July 21, 2017

How to write a test for an
e-learning course

A test question is one of the key element in the e-learning course. Tests are used in tasks of any difficulty level, in any game or case. Tests are often the main tool to control knowledge after the training is over.

In spite of their importance, tests are sometimes underestimated. They are created at the very end, when everyone suffers from the lack of time and energy. One might think: "Oh, common! Is it hard to write 10-15 test questions?" Nevertheless, the test design is a true science. If you are interested in the subject, you may refer to the Russian Standard for Human Resources Testing. You will find their valuable ideas for e-learning developers too.

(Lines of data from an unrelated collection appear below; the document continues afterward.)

use anyhow::Result;
use clap::{Parser, Subcommand};
use std::path::PathBuf;
use std::sync::Arc;
use tracing::{info, warn};

use podshelf::config;
use podshelf::db;
use podshelf::model::PodcastItem;
use podshelf::paging::LoadState;
use podshelf::{CachePolicy, CatalogClient, CatalogRepository, LocalStore, PodcastViewModel};

#[derive(Debug, Parser)]
#[command(author, version, about)]
struct Args {
    /// Path to YAML config file
    #[arg(long, default_value = "config.yaml")]
    config: PathBuf,

    #[command(subcommand)]
    command: Command,
}

#[derive(Debug, Subcommand)]
enum Command {
    /// Load the catalog from the first page and print it
    Browse {
        /// Number of pages to load
        #[arg(long, default_value = "1")]
        pages: u32,
    },
    /// Pull-to-refresh the first page and print the result
    Refresh,
    /// Mark a podcast as favorite (or unmark it with --unset)
    Favorite {
        id: String,
        #[arg(long)]
        unset: bool,
    },
    /// Print favorite podcast ids
    Favorites,
    /// Print the cached catalog snapshot
    Cache,
    /// Print an example config file
    ExampleConfig,
}

#[tokio::main]
async fn main() -> Result<()> {
    tracing_subscriber::fmt()
        .with_env_filter(tracing_subscriber::EnvFilter::from_default_env())
        .with_target(false)
        .compact()
        .init();

    let args = Args::parse();
    if let Command::ExampleConfig = args.command {
        print!("{}", config::example());
        return Ok(());
    }

    let cfg = config::load(Some(&args.config))?;
    cfg.ensure_dirs()?;

    let database_url = std::env::var("DATABASE_URL").unwrap_or_else(|_| cfg.database_url());
    let pool = db::init_pool(&database_url).await?;
    db::run_migrations(&pool).await?;
    let store = LocalStore::open(pool).await?;

    match args.command {
        Command::Browse { pages } => {
            let mut vm = view_model(&cfg, store)?;
            vm.process_pending_intents().await;
            for _ in 1..pages.max(1) {
                if !vm.load_more().await {
                    break;
                }
            }
            report(&vm);
        }
        Command::Refresh => {
            let mut vm = view_model(&cfg, store)?;
            let mut refreshing = vm.is_refreshing();
            vm.process_pending_intents().await;
            vm.on_pull_to_refresh();
            vm.process_pending_intents().await;
            info!(is_refreshing = *refreshing.borrow_and_update(), "refresh finished");
            report(&vm);
        }
        Command::Favorite { id, unset } => {
            if unset {
                store.remove_favorite(&id).await?;
            } else {
                store.add_favorite(&id).await?;
            }
            info!(%id, favorite = !unset, "favorite updated");
        }
        Command::Favorites => {
            for id in store.subscribe_favorites().borrow().iter() {
                println!("{}", id);
            }
        }
        Command::Cache => {
            let favorites = store.subscribe_favorites().borrow().clone();
            for entry in store.read_all_catalog_entries().await? {
                print_item(&PodcastItem::annotate(entry, &favorites));
            }
        }
        Command::ExampleConfig => {}
    }

    Ok(())
}

fn view_model(cfg: &config::Config, store: LocalStore) -> Result<PodcastViewModel> {
    let client = CatalogClient::from_config(cfg)?;
    let repository = CatalogRepository::with_policy(client, store, CachePolicy::from(&cfg.cache));
    Ok(PodcastViewModel::new(Arc::new(repository)))
}

fn report(vm: &PodcastViewModel) {
    if let Some(err) = vm.notification() {
        warn!(code = err.code, message = %err.message, "could not load podcasts");
    }
    let items = vm.items();
    for item in &items {
        print_item(item);
    }
    if items.is_empty() && !matches!(vm.pager().refresh_state(), LoadState::Error(_)) {
        println!("No podcasts available.");
    }
}

fn print_item(item: &PodcastItem) {
    let marker = if item.is_favorite { "*" } else { " " };
    println!(
        "{} {:<24} {} ({})",
        marker, item.entry.id, item.entry.title, item.entry.publisher
    );
}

I would like to give my recommendations on writing tests. It's worth noting, that I do not have a goal to create tests that correspond to all psychometric requirements (reliability, representativeness, validity, reliability). However, the rules mentioned here would help people with other basic business duties in creating tests.
  • 1
    Evaluate things which need to be evaluated
    The first rule and, at the same time, the most important thing. The topic of the tests should be intrinsically linked to the goals of the course. Connie Malamed suggests ranking the goals of their importance and determining how many tests you need to solve each task. Even if you do not use this kind of time-consuming method, it is important to link every question to the specific educational task. That's how we avoid creating questions on "simple" topics, just to fill the space. Consider the question "what do we want to evaluate?". What skills and professionally important qualities?
  • 2
    Focus on practice
    Tests are often criticized for checking superficial knowledge. One of the best ways to solve this issue is to use questions based on true situations. For example, avoid asking "Who is a partner of the company?". Choose this one instead: "You need to call a partner of the company and arrange a meeting. Who will you call? "
  • 3
    Avoid being too academic
    It is better to avoid the phrases like "Choose the right statement" or "Which is the odd one out?". I personally believe that the options such as "all of the listed above" and "there is no right answer" are unacceptable. This kind of answers reminds me of the university years, there is no practical aspect in them.
  • 4
    Test knowledge comprehension, rather than the level of attention
    Please avoid negations, double negations, and other wordings, that should be read into to recognize the correct answer. There are other techniques for checking employees' attention to details. The question difficulty should depend on the content, rather than on the wording.
  • 5
    Keep the same style
    The tests should have the same level of difficulty, tone, and wordings. It applies to the answers too: the distractors and the correct answers should have the same length and the similar grammar.
  • 6
    Write it simply
    The basic rules for high-quality texts can be applied here as well: use simple sentences, avoid complicated participial clauses, save a list of forbidden words on your desktop, including there "only", "always", "never", "absolutely". A student should understand your words with no effort.
  • 7
    Create a clear instruction to the tests
    A standard instruction includes the number of tasks in the test, time needed to finish them, the ways to perform the tasks of different difficulty levels, and the number of correct answers to successfully pass the test.
  • 8
    Give a feedback
    When students have finished the test, do not leave them uncertain. You would better show them what questions were answered correctly and what tests needed to be corrected. You could avoid showing them the right answers, but indicate the tests with errors.
These are my recommendations. I hope you would find this information helpful.